# mosconi pro 5 30 amp, first impressions



## Lycancatt (Apr 11, 2010)

got to do a tune on one of these today using gladden midbasses and illusion c3cx plus 2 c10s and I gotta say..

this thing is seriously nice kit, no noise floor, nothing! gains set almost at the bottom with a high voltage source, andjust no color or noise of its own.

the car had the c3cx off axis so tuning was a bit harry but the raw first turn on sound was actually very promising. not once did I feel I needed more than the 85 rms to the mid/tweet ran passively, and that's not always true with a passive crossover.

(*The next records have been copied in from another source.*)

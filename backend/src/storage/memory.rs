//! In-process storage backend
//!
//! Every operation completes under a single lock acquisition, so a forecast
//! replace is atomic with respect to concurrent readers.

use std::collections::HashMap;

use async_trait::async_trait;
use chrono::Utc;
use shared::{Coordinates, ForecastRecords, Location};
use tokio::sync::RwLock;
use uuid::Uuid;

use super::{LocationFilter, Storage, StorageError, StorageResult};

#[derive(Default)]
struct MemoryState {
    locations: Vec<Location>,
    forecasts: HashMap<Uuid, ForecastRecords>,
}

/// Storage kept in process memory
#[derive(Default)]
pub struct MemoryStorage {
    state: RwLock<MemoryState>,
}

impl MemoryStorage {
    pub fn new() -> Self {
        Self::default()
    }
}

#[async_trait]
impl Storage for MemoryStorage {
    async fn find_locations(&self, filter: LocationFilter) -> StorageResult<Vec<Location>> {
        let state = self.state.read().await;
        Ok(state
            .locations
            .iter()
            .filter(|location| filter.matches(location))
            .cloned()
            .collect())
    }

    async fn create_location(&self, coords: Coordinates) -> StorageResult<Location> {
        let mut state = self.state.write().await;
        if state.locations.iter().any(|l| l.coordinates() == coords) {
            return Err(StorageError::DuplicateLocation(coords));
        }

        let location = Location {
            id: Uuid::new_v4(),
            latitude: coords.latitude,
            longitude: coords.longitude,
            created_at: Utc::now(),
        };
        state.locations.push(location.clone());
        Ok(location)
    }

    async fn delete_locations(&self, filter: LocationFilter) -> StorageResult<u64> {
        let mut state = self.state.write().await;
        let (removed, kept): (Vec<_>, Vec<_>) = std::mem::take(&mut state.locations)
            .into_iter()
            .partition(|location| filter.matches(location));
        state.locations = kept;
        for location in &removed {
            state.forecasts.remove(&location.id);
        }
        Ok(removed.len() as u64)
    }

    async fn replace_forecast(&self, records: ForecastRecords) -> StorageResult<ForecastRecords> {
        let mut state = self.state.write().await;
        let location_id = records.location_id();
        if !state.locations.iter().any(|l| l.id == location_id) {
            return Err(StorageError::MissingLocation(location_id));
        }
        state.forecasts.insert(location_id, records.clone());
        Ok(records)
    }

    async fn find_forecast(&self, location_id: Uuid) -> StorageResult<Option<ForecastRecords>> {
        let state = self.state.read().await;
        Ok(state.forecasts.get(&location_id).cloned().map(|mut records| {
            records.hourly.sort_by_key(|row| row.position);
            records
        }))
    }

    async fn health_check(&self) -> StorageResult<()> {
        Ok(())
    }
}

I know this amp is pretty pricy, but it replaces two amps, has a great look to it, and I'd wager will last a long time.


----------



## metanium (Feb 2, 2007)

Just checked that one out, and it looks very promising. I like the staggered power configuration, and the idea of bypassing all pre-amplifier circuitry.


----------



## CBS13WRX (Mar 5, 2013)

How much are they?


----------



## Lycancatt (Apr 11, 2010)

around 2k I think, I didn't ask lol


----------



## CBS13WRX (Mar 5, 2013)

I have been considering consolidating.


----------



## metanium (Feb 2, 2007)

CBS13WRX said:


> How much are they?


I saw a list price of 1,000 Euros ~ $1,230 USD.


----------



## Lycancatt (Apr 11, 2010)

wow thats a lot cheaper than I heard, and makes them a much more logical choice for what you get


----------



## cobb2819 (Jan 13, 2011)

US MSRP is $2400


----------



## CBS13WRX (Mar 5, 2013)

Looks like I will be buying one from the other side of the pond.


----------



## Got-Four-Eights (Sep 10, 2011)

cobb2819 said:


> US MSRP is $2400


I was told about same. I run a pair of these. Very impressive amps for sure!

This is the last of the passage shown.